** Opening Data to use block **
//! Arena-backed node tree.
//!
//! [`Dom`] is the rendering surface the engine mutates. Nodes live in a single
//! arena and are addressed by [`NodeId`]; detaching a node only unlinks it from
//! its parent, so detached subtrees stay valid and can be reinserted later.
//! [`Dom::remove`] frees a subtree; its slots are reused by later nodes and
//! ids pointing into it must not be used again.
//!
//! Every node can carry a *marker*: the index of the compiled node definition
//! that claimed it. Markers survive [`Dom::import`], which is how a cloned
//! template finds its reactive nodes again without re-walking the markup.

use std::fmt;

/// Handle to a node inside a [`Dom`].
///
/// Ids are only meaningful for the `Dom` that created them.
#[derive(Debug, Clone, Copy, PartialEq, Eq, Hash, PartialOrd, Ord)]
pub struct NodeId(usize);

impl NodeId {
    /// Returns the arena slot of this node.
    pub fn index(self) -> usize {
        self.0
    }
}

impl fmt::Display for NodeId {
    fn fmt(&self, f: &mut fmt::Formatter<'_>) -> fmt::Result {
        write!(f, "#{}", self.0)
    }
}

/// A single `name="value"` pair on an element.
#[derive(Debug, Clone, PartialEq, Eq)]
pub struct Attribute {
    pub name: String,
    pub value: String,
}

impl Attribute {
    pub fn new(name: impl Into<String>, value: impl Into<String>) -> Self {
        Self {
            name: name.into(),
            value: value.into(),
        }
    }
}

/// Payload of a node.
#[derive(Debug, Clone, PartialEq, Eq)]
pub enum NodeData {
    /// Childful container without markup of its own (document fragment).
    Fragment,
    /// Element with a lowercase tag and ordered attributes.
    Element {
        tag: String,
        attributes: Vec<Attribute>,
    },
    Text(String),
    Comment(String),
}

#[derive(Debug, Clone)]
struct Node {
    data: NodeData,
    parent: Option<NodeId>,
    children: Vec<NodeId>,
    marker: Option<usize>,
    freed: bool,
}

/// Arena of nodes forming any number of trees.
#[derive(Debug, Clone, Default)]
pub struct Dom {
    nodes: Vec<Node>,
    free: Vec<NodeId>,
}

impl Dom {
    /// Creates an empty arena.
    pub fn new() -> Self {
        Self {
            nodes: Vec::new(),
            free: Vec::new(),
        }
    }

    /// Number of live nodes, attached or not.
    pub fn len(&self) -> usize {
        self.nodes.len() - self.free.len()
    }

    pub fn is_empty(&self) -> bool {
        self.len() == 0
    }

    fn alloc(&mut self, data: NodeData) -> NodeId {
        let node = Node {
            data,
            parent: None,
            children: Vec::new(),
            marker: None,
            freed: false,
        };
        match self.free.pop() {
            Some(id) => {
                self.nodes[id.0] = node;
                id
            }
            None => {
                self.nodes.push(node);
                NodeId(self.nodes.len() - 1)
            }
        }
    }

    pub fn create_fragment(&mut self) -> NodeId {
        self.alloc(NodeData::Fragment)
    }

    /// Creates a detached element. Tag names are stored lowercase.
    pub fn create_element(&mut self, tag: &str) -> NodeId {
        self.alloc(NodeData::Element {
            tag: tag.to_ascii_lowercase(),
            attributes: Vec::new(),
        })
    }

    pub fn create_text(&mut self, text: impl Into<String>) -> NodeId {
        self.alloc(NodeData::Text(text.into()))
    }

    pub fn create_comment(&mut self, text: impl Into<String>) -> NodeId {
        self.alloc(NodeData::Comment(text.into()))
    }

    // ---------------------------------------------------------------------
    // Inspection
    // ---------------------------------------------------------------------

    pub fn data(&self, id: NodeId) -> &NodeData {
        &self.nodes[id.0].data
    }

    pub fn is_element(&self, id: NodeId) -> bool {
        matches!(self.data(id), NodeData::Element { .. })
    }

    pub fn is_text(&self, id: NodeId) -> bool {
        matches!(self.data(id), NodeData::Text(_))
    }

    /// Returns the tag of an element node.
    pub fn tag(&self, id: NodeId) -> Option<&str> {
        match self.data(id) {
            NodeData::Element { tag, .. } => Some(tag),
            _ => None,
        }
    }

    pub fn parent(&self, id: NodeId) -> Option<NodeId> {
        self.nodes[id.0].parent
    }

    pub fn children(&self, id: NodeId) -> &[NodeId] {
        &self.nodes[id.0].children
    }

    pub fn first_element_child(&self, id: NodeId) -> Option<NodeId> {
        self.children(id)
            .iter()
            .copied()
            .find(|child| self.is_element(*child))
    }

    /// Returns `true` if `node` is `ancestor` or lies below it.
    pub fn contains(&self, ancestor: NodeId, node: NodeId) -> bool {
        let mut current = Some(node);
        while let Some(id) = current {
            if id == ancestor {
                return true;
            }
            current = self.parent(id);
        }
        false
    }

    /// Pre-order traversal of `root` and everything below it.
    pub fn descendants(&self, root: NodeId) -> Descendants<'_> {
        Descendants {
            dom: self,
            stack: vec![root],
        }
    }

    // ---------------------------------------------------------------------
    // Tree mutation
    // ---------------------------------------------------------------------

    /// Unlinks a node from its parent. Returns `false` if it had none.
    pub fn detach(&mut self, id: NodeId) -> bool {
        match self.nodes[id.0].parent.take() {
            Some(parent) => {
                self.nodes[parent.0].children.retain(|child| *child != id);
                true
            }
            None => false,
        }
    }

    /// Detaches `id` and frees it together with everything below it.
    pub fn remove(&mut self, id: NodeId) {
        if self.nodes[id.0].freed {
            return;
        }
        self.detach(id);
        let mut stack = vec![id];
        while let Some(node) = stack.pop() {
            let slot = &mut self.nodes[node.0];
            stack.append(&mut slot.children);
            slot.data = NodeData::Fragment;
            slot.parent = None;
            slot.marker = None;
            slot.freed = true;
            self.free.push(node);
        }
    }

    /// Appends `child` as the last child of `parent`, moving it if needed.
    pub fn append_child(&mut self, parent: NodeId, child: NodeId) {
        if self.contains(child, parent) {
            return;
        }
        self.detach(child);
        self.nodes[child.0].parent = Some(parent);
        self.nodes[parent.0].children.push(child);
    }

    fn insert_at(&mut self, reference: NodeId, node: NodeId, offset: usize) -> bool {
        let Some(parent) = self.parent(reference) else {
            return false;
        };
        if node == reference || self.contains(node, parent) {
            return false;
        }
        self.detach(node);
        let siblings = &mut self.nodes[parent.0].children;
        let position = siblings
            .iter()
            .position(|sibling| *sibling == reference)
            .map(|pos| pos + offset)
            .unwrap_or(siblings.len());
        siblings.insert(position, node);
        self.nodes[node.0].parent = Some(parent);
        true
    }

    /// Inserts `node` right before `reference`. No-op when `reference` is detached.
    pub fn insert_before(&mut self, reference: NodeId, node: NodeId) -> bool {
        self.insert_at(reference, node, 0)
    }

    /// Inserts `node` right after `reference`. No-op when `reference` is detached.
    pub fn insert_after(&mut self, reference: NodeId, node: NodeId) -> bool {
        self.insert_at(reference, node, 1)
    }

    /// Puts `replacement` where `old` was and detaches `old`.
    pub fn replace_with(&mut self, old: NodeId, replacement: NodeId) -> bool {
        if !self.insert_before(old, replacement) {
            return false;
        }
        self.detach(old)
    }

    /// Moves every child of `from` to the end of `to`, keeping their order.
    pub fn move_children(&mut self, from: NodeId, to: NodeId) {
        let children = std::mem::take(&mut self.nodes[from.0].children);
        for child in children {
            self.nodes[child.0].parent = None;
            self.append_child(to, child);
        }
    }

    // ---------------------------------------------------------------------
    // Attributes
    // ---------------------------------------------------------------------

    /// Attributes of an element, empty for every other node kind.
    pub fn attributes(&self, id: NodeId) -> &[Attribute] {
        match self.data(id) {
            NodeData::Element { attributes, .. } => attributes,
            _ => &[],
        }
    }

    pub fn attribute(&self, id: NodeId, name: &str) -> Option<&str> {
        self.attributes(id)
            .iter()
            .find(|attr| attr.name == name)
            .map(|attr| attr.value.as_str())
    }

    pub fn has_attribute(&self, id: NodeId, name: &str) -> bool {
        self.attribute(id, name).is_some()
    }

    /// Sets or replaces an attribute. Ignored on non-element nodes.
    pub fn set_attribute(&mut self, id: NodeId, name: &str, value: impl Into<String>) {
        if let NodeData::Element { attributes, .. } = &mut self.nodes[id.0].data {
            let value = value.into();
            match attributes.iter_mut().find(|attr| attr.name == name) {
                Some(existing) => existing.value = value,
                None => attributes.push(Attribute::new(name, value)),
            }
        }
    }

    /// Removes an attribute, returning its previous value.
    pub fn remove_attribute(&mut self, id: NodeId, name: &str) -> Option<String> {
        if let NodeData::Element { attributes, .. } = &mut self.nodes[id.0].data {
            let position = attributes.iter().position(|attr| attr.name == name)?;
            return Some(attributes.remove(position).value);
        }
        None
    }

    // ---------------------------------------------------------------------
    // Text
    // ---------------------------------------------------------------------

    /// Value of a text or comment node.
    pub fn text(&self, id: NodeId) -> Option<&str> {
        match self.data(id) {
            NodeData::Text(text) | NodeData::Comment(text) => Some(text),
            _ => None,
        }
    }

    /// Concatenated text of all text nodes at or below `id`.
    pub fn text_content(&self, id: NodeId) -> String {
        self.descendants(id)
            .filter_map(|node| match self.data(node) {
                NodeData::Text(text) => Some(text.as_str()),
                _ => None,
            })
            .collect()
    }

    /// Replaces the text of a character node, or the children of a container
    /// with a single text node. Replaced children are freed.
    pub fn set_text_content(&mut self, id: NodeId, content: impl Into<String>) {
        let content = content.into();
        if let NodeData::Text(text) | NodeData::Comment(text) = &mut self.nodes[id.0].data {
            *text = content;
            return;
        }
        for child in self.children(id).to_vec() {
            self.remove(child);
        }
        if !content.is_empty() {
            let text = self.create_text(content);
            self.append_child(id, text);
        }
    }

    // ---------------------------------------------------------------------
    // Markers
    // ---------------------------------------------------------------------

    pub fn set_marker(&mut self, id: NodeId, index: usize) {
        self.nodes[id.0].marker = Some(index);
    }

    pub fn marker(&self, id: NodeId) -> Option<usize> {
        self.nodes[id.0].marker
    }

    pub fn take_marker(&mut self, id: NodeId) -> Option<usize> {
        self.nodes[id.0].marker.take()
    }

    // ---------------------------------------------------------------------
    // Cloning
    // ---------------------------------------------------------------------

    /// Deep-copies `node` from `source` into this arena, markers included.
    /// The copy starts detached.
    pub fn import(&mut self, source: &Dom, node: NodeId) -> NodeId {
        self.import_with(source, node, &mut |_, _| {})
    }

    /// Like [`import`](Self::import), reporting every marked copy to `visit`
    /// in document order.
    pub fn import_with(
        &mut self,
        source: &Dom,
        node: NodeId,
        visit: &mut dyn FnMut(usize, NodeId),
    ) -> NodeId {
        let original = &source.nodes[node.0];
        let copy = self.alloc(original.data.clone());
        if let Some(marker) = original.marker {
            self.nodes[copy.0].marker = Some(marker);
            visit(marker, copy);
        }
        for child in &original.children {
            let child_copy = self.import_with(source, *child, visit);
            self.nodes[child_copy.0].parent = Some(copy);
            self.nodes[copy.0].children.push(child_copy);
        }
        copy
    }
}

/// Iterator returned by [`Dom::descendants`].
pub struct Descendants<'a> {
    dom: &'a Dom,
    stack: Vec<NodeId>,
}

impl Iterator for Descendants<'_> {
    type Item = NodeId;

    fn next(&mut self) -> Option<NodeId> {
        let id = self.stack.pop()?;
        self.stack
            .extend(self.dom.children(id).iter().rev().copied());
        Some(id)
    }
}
** Closing Data to use block **
** Opening Data to use block **
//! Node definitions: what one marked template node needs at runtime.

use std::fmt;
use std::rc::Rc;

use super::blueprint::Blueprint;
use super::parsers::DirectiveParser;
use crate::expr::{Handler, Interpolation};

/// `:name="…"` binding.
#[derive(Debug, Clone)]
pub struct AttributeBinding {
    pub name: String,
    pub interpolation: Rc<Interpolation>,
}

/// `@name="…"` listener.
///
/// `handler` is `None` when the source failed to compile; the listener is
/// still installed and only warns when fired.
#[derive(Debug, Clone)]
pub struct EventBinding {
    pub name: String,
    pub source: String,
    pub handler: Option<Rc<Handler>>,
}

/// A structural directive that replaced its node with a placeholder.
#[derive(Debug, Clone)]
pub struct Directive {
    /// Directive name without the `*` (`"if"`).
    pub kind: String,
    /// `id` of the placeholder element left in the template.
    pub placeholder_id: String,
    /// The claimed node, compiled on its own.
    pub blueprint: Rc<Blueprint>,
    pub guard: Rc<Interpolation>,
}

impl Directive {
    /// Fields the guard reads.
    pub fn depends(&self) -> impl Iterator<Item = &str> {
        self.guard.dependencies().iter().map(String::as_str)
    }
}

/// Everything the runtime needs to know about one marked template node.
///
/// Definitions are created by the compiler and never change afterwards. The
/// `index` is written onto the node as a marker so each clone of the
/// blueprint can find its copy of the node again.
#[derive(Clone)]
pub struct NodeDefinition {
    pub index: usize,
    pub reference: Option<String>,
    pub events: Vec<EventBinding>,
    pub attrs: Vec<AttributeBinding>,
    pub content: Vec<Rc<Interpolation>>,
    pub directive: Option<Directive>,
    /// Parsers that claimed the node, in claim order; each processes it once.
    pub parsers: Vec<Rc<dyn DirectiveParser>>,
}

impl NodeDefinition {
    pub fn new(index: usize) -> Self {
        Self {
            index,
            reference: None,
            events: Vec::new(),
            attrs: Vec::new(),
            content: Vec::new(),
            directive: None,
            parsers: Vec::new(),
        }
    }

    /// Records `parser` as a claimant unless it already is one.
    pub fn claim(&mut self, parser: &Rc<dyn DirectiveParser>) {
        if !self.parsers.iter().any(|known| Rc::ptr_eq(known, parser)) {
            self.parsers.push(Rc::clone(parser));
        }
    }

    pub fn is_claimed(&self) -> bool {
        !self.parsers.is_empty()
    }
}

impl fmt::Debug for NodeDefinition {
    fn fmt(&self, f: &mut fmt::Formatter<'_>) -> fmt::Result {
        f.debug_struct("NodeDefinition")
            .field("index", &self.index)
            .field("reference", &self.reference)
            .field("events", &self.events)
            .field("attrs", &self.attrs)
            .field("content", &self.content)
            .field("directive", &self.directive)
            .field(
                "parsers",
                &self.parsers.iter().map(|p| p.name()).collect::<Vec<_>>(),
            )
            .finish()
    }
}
** Closing Data to use block **
** Opening Data to use block **
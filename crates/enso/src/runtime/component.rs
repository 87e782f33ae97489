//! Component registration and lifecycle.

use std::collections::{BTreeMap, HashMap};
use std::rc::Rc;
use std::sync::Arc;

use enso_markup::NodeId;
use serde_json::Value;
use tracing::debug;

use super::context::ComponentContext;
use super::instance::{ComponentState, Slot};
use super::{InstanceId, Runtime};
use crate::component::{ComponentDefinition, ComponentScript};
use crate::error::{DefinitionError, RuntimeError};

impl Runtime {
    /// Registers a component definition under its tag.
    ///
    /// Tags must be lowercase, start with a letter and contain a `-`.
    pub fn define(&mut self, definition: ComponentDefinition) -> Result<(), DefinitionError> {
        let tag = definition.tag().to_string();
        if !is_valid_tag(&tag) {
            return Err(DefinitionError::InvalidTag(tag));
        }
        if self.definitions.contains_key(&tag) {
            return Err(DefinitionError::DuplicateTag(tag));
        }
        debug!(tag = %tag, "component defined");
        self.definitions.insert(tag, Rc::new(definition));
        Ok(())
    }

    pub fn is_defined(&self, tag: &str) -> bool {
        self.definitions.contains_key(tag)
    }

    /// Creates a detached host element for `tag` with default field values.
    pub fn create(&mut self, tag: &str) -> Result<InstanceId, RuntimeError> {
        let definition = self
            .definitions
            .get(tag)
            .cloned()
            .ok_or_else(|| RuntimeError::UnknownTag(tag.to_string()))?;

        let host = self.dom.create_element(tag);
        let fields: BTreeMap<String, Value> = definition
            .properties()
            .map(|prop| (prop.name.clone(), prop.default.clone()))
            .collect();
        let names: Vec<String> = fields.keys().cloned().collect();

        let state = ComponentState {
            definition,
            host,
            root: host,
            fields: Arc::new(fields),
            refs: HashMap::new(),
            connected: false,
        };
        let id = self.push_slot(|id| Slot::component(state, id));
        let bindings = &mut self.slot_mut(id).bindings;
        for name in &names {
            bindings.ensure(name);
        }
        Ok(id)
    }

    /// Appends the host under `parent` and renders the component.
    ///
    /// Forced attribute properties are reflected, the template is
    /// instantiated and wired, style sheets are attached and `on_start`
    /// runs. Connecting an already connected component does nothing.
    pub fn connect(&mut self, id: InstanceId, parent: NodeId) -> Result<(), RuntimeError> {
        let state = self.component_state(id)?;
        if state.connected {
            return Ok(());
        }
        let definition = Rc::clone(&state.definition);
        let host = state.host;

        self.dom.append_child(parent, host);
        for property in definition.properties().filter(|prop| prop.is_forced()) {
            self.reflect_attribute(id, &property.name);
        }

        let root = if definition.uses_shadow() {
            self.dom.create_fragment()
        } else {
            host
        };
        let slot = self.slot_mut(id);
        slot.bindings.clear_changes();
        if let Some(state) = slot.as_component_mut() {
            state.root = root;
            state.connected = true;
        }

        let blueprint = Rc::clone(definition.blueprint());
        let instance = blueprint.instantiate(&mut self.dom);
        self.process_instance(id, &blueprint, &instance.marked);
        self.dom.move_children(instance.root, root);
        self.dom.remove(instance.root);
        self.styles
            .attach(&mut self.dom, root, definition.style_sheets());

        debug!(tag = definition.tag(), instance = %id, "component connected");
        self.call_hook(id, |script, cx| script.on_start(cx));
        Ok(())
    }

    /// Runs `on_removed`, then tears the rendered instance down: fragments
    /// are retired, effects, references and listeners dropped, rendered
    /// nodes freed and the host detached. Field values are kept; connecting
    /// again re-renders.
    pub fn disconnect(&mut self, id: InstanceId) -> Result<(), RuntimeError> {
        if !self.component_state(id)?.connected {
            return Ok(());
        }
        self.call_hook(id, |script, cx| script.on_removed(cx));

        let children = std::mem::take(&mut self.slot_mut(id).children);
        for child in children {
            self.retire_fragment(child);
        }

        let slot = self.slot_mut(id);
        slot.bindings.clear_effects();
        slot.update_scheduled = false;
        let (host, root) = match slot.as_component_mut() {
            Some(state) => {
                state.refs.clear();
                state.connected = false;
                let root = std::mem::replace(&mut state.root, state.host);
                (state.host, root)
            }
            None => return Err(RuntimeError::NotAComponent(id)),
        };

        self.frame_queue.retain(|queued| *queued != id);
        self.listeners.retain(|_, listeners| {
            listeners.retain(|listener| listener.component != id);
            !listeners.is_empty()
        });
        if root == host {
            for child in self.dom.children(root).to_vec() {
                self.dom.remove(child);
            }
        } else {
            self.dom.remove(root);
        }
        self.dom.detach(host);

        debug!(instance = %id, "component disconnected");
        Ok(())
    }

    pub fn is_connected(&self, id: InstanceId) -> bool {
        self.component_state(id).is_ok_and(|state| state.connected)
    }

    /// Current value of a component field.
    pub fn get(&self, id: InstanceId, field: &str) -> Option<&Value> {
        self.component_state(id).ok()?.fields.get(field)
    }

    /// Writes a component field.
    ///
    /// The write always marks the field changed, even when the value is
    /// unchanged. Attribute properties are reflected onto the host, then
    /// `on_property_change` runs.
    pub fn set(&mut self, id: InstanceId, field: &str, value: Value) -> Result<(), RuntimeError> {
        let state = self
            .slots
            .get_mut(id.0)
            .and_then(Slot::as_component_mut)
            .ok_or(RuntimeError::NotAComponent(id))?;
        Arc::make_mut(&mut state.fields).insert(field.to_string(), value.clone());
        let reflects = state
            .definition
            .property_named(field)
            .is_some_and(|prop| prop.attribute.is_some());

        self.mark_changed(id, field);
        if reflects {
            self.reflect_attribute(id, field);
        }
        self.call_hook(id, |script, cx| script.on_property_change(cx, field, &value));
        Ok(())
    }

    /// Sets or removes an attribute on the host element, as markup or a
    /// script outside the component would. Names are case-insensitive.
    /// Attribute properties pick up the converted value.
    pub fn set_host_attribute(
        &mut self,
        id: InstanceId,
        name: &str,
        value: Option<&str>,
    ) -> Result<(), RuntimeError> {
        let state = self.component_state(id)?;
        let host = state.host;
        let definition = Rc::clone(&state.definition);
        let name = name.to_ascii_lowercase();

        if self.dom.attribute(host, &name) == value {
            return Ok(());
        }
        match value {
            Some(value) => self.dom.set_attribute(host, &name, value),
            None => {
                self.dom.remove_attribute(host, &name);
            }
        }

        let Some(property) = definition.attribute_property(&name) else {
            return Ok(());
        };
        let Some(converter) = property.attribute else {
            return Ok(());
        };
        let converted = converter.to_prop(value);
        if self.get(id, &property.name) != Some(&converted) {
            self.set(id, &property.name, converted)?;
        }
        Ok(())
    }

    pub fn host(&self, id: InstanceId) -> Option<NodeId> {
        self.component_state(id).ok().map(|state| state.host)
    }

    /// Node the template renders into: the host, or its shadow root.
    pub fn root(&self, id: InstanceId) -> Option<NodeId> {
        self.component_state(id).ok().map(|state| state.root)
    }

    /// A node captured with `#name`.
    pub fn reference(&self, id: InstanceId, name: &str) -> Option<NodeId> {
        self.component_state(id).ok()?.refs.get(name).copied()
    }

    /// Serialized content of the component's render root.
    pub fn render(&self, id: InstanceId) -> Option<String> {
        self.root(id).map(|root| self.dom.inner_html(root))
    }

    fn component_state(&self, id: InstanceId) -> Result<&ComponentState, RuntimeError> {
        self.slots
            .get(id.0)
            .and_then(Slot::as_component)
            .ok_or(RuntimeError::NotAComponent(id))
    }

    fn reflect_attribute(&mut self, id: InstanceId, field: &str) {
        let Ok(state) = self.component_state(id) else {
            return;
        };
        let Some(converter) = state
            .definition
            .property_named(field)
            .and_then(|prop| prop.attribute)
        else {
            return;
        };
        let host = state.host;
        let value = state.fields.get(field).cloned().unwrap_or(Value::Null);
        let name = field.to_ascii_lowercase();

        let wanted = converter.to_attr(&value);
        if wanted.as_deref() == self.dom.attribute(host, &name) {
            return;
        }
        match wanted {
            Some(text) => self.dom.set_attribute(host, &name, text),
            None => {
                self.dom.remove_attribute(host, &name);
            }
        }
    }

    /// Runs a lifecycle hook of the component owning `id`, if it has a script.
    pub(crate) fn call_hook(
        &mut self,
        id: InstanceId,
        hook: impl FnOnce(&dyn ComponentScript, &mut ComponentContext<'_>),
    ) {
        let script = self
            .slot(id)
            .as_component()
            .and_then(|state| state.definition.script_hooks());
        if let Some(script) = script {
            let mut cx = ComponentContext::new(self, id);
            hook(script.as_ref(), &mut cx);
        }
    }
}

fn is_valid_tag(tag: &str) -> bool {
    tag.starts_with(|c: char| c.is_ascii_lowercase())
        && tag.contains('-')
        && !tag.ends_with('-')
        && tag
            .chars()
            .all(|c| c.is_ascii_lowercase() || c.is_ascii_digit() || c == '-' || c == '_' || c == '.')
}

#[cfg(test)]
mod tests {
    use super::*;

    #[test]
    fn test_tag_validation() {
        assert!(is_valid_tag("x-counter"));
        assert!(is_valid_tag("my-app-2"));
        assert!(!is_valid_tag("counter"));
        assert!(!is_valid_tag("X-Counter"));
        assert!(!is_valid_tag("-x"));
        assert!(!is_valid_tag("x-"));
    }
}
** Closing Data to use block **
*Exercise requirements*: Which lines above hold the string "source"? Please copy all of them.

*Answer section*:
    /// Deep-copies `node` from `source` into this arena, markers included.
    pub fn import(&mut self, source: &Dom, node: NodeId) -> NodeId {
        self.import_with(source, node, &mut |_, _| {})
        source: &Dom,
        let original = &source.nodes[node.0];
            let child_copy = self.import_with(source, *child, visit);
/// `handler` is `None` when the source failed to compile; the listener is
    pub source: String,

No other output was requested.